Clauson’s Gift of Life And Its Impact on Organ Donation


A champion dirt-track racer’s death is hitting the racing community hard, but you may not know Bryan Clauson saved the lives of five people. 

Clauson died after a crash in a Kansas race last weekend. The 27-year-old was on pace to compete in 200 races this year. He had 27 victories in 116 starts, and led three laps in the Indianapolis 500 in May.

There is hope that his name and record will bring more attention to his last gift of life. 

A four-time USAC national champion, Clauson was aiming to become the winningest driver in series history.  Clauson was leading the race last weekend, but he never made it to the finish line.

“It was a shock to so many people that that happened, because he was so well-known,” Cary Wencil, Hospital Liason for LifeSource, said.
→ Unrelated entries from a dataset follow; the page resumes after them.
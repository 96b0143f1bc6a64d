use crate::bm25::WeightedIndex;
use crate::error::{Error, Result};
use crate::index::{DocId, Posting};
use crate::lsi::LatentFactors;
use crate::matrix::TermDocumentMatrix;
use crate::postings;
use crate::select::top_k;
use serde::{Deserialize, Serialize};
use std::collections::BTreeMap;

#[derive(Debug, Clone, Copy, PartialEq, Serialize, Deserialize)]
pub struct Hit {
    pub doc_id: DocId,
    pub score: f64,
}

impl From<Posting> for Hit {
    fn from(p: Posting) -> Self { Self { doc_id: p.doc_id, score: p.weight } }
}

#[derive(Debug, Clone, Copy, PartialEq, Eq, Hash, Serialize, Deserialize)]
#[serde(rename_all = "snake_case")]
pub enum RankingMode {
    /// Merge the BM25 posting lists and select the top k.
    Bm25,
    /// Dot product against the term-document matrix.
    VectorSpace,
    /// Dot product in the rank-k latent space.
    LatentSemantic,
}

pub struct QueryEngine<'a> {
    index: &'a WeightedIndex,
    matrix: &'a TermDocumentMatrix,
    factors: Option<&'a LatentFactors>,
}

impl<'a> QueryEngine<'a> {
    pub fn new(index: &'a WeightedIndex, matrix: &'a TermDocumentMatrix, factors: Option<&'a LatentFactors>) -> Self {
        Self { index, matrix, factors }
    }

    /// Sparse query vector over the matrix rows: one unit per occurrence of
    /// each known term, sorted by row. Unknown terms are skipped.
    pub fn query_vector<S: AsRef<str>>(&self, terms: &[S]) -> Vec<(usize, f64)> {
        let mut counts: BTreeMap<usize, f64> = BTreeMap::new();
        for term in terms {
            if let Some(row) = self.matrix.row_of(term.as_ref()) {
                *counts.entry(row).or_insert(0.0) += 1.0;
            }
        }
        counts.into_iter().collect()
    }

    /// Documents with a positive score, best first; equal scores keep
    /// ascending document order.
    pub fn search_vsm<S: AsRef<str>>(&self, terms: &[S]) -> Vec<Hit> {
        let q = self.query_vector(terms);
        if q.is_empty() {
            return Vec::new();
        }
        let mut hits: Vec<Hit> = self
            .matrix
            .left_multiply(&q)
            .into_iter()
            .enumerate()
            .filter(|&(_, s)| s > 0.0)
            .map(|(col, score)| Hit { doc_id: col as DocId + 1, score })
            .collect();
        hits.sort_by(|a, b| b.score.total_cmp(&a.score));
        hits
    }

    /// Documents with a non-negative latent score, best first; equal scores
    /// are ordered by descending document id. Scores are rounded to the
    /// configured number of decimals first.
    pub fn search_lsi<S: AsRef<str>>(&self, terms: &[S]) -> Result<Vec<Hit>> {
        let factors = self.factors.ok_or(Error::LatentFactorsUnavailable)?;
        let q = self.query_vector(terms);
        if q.is_empty() {
            return Ok(Vec::new());
        }
        let decimals = factors.config().score_decimals;
        let mut hits: Vec<Hit> = factors
            .project(&q)
            .iter()
            .enumerate()
            .map(|(col, &s)| Hit { doc_id: col as DocId + 1, score: round_to(s, decimals) })
            .filter(|h| h.score >= 0.0)
            .collect();
        hits.sort_by(|a, b| b.score.total_cmp(&a.score).then(b.doc_id.cmp(&a.doc_id)));
        Ok(hits)
    }

    /// Union of the BM25 lists of every query term occurrence, top `k` by
    /// summed weight. Ties keep ascending document order.
    pub fn search_bm25<S: AsRef<str>>(&self, terms: &[S], k: usize) -> Result<Vec<Hit>> {
        if k == 0 {
            return Err(Error::ZeroK { what: "bm25 search" });
        }
        let merged = postings::merge_all(terms.iter().filter_map(|t| self.index.get(t.as_ref())));
        Ok(top_k(merged, k)?.into_iter().map(Hit::from).collect())
    }

    /// Documents containing every query term, ascending by id, with summed weights.
    pub fn search_boolean<S: AsRef<str>>(&self, terms: &[S]) -> Vec<Hit> {
        let mut lists = Vec::with_capacity(terms.len());
        for term in terms {
            match self.index.get(term.as_ref()) {
                Some(list) => lists.push(list),
                None => return Vec::new(),
            }
        }
        postings::intersect_all(lists).into_iter().map(Hit::from).collect()
    }

    /// Ranked search in the given mode, cut to `limit` hits when given.
    /// `Some(0)` is an empty result in every mode.
    pub fn search<S: AsRef<str>>(&self, mode: RankingMode, terms: &[S], limit: Option<usize>) -> Result<Vec<Hit>> {
        if limit == Some(0) {
            return Ok(Vec::new());
        }
        let mut hits = match mode {
            RankingMode::Bm25 => {
                let k = limit.unwrap_or(self.index.stats.num_docs as usize);
                self.search_bm25(terms, k)?
            }
            RankingMode::VectorSpace => self.search_vsm(terms),
            RankingMode::LatentSemantic => self.search_lsi(terms)?,
        };
        if let Some(limit) = limit {
            hits.truncate(limit);
        }
        tracing::debug!(?mode, terms = terms.len(), hits = hits.len(), "ranked query");
        Ok(hits)
    }
}

fn round_to(x: f64, decimals: u32) -> f64 {
    let scale = 10f64.powi(decimals as i32);
    // `+ 0.0` folds -0.0 into 0.0
    (x * scale).round() / scale + 0.0
}

#[cfg(test)]
mod tests {
    use super::*;
    use crate::config::{Bm25Params, LsiConfig, MatrixConfig};
    use crate::index::InvertedIndex;

    struct Fixture {
        index: WeightedIndex,
        matrix: TermDocumentMatrix,
        factors: LatentFactors,
    }

    fn fixture() -> Fixture {
        let raw = InvertedIndex::from_documents(vec![
            vec!["internet", "web", "surfing"],
            vec!["internet", "surfing"],
            vec!["web", "surfing"],
            vec!["internet", "web", "surfing", "surfing", "beach"],
            vec!["surfing", "beach"],
            vec!["surfing", "beach"],
        ])
        .unwrap();
        let index = Bm25Params { k1: 1.75, b: 0.75 }.weigh(&raw).unwrap();
        let matrix = TermDocumentMatrix::build(&index, &MatrixConfig { max_terms: Some(4), l2_normalize: false });
        let factors = LatentFactors::compute(&matrix, &LsiConfig { rank: 2, ..Default::default() }).unwrap();
        Fixture { index, matrix, factors }
    }

    fn rounded(hits: &[Hit]) -> Vec<(DocId, f64)> { hits.iter().map(|h| (h.doc_id, round_to(h.score, 3))).collect() }

    #[test]
    fn vector_space_ranking() {
        let f = fixture();
        let engine = QueryEngine::new(&f.index, &f.matrix, Some(&f.factors));
        let hits = engine.search_vsm(&["web", "surfing"]);
        assert_eq!(rounded(&hits), vec![(3, 1.135), (1, 0.944), (4, 0.705)]);
    }

    #[test]
    fn repeated_terms_scale_scores() {
        let index = Bm25Params::default().weigh(&InvertedIndex::from_documents(vec![vec!["x"]]).unwrap()).unwrap();
        let matrix = TermDocumentMatrix::from_rows(vec![("bla", vec![(1, 0.2), (3, 0.6)]), ("blubb", vec![(2, 0.4), (3, 0.1), (4, 0.8)])], 4);
        let engine = QueryEngine::new(&index, &matrix, None);
        assert_eq!(rounded(&engine.search_vsm(&["bla", "blubb"])), vec![(4, 0.8), (3, 0.7), (2, 0.4), (1, 0.2)]);
        assert_eq!(rounded(&engine.search_vsm(&["bla", "blubb", "bla", "blubb"])), vec![(4, 1.6), (3, 1.4), (2, 0.8), (1, 0.4)]);
        assert!(engine.search_vsm(&["nothing"]).is_empty());
        assert_eq!(engine.search_lsi(&["bla"]), Err(Error::LatentFactorsUnavailable));
    }

    #[test]
    fn vector_space_ties_keep_ascending_ids() {
        let index = Bm25Params::default().weigh(&InvertedIndex::from_documents(vec![vec!["x"]]).unwrap()).unwrap();
        let matrix = TermDocumentMatrix::from_rows(vec![("a", vec![(1, 0.5), (2, 0.5), (3, 0.9)]), ("b", vec![(2, 0.3), (4, 0.3)])], 4);
        let engine = QueryEngine::new(&index, &matrix, None);
        let ids = |hits: Vec<Hit>| hits.into_iter().map(|h| h.doc_id).collect::<Vec<_>>();
        assert_eq!(ids(engine.search_vsm(&["a"])), vec![3, 1, 2]);
        assert_eq!(ids(engine.search_vsm(&["b"])), vec![2, 4]);
    }

    #[test]
    fn latent_semantic_ranking() {
        let f = fixture();
        let engine = QueryEngine::new(&f.index, &f.matrix, Some(&f.factors));
        let hits = engine.search_lsi(&["web", "surfing"]).unwrap();
        assert_eq!(rounded(&hits), vec![(1, 0.944), (4, 0.705), (3, 0.568), (2, 0.568), (6, 0.0), (5, 0.0)]);
    }

    #[test]
    fn bm25_ranked_merge() {
        let raw = InvertedIndex::from_documents(vec![vec!["first", "docum"], vec!["second", "docum"], vec!["third", "docum"]]).unwrap();
        let index = Bm25Params::default().weigh(&raw).unwrap();
        let matrix = TermDocumentMatrix::build(&index, &MatrixConfig::default());
        let engine = QueryEngine::new(&index, &matrix, None);
        let hits = engine.search_bm25(&["docum", "third"], 3).unwrap();
        let ids: Vec<DocId> = hits.iter().map(|h| h.doc_id).collect();
        assert_eq!(ids, vec![3, 1, 2]);
        assert!((hits[0].score - 3f64.log2()).abs() < 1e-12);
        assert_eq!(hits[1].score, 0.0);
        assert!(engine.search_bm25(&["missing"], 3).unwrap().is_empty());
        assert!(matches!(engine.search_bm25(&["docum"], 0), Err(Error::ZeroK { .. })));
    }

    #[test]
    fn boolean_search_requires_all_terms() {
        let f = fixture();
        let engine = QueryEngine::new(&f.index, &f.matrix, Some(&f.factors));
        let ids: Vec<DocId> = engine.search_boolean(&["internet", "web"]).iter().map(|h| h.doc_id).collect();
        assert_eq!(ids, vec![1, 4]);
        assert!(engine.search_boolean(&["internet", "unknown"]).is_empty());
    }

    #[test]
    fn search_dispatch_and_limit() {
        let f = fixture();
        let engine = QueryEngine::new(&f.index, &f.matrix, Some(&f.factors));
        let hits = engine.search(RankingMode::LatentSemantic, &["web", "surfing"], Some(2)).unwrap();
        assert_eq!(hits.iter().map(|h| h.doc_id).collect::<Vec<_>>(), vec![1, 4]);
        let hits = engine.search(RankingMode::Bm25, &["beach"], None).unwrap();
        assert_eq!(hits.len(), 3);
        assert!(engine.search(RankingMode::VectorSpace, &Vec::<String>::new(), None).unwrap().is_empty());
    }

    #[test]
    fn zero_limit_is_empty_in_every_mode() {
        let f = fixture();
        let engine = QueryEngine::new(&f.index, &f.matrix, Some(&f.factors));
        for mode in [RankingMode::Bm25, RankingMode::VectorSpace, RankingMode::LatentSemantic] {
            assert_eq!(engine.search(mode, &["web", "surfing"], Some(0)), Ok(Vec::new()));
        }
    }

    #[test]
    fn rounding_folds_negative_zero() {
        let r = round_to(-1e-17, 3);
        assert_eq!(r, 0.0);
        assert!(r.is_sign_positive());
    }
}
His family says he will live on.  On social media, they posted that Clauson was a donor, and his organs saved at least five people.

“You will never meet anyone who is more appreciative of their life than someone who was at death’s door and all of a sudden gets to get up in the morning,” Wencil said. 

This type of gift is priceless, but Wencil says Clauson’s high profile status adds even more value. 

“I think when somebody who is well-known, famous, followed, adored, idolized says that this person was an organ donor; it shows people there is this ability to continue on beyond your life,” Wencil said.

Wencil says there’s usually a spike in registered donors after someone in the public spotlight helps whittle down the list of 120,000 people waiting for transplants in the U.S. 

“If everyone who could be a donor would be a donor, we could eliminate — not just decrease — but eliminate the waiting list,” Wencil said.

Bryan Clauson reached the finish line of his life.  Thanks to his generosity, other people will get a few extra miles.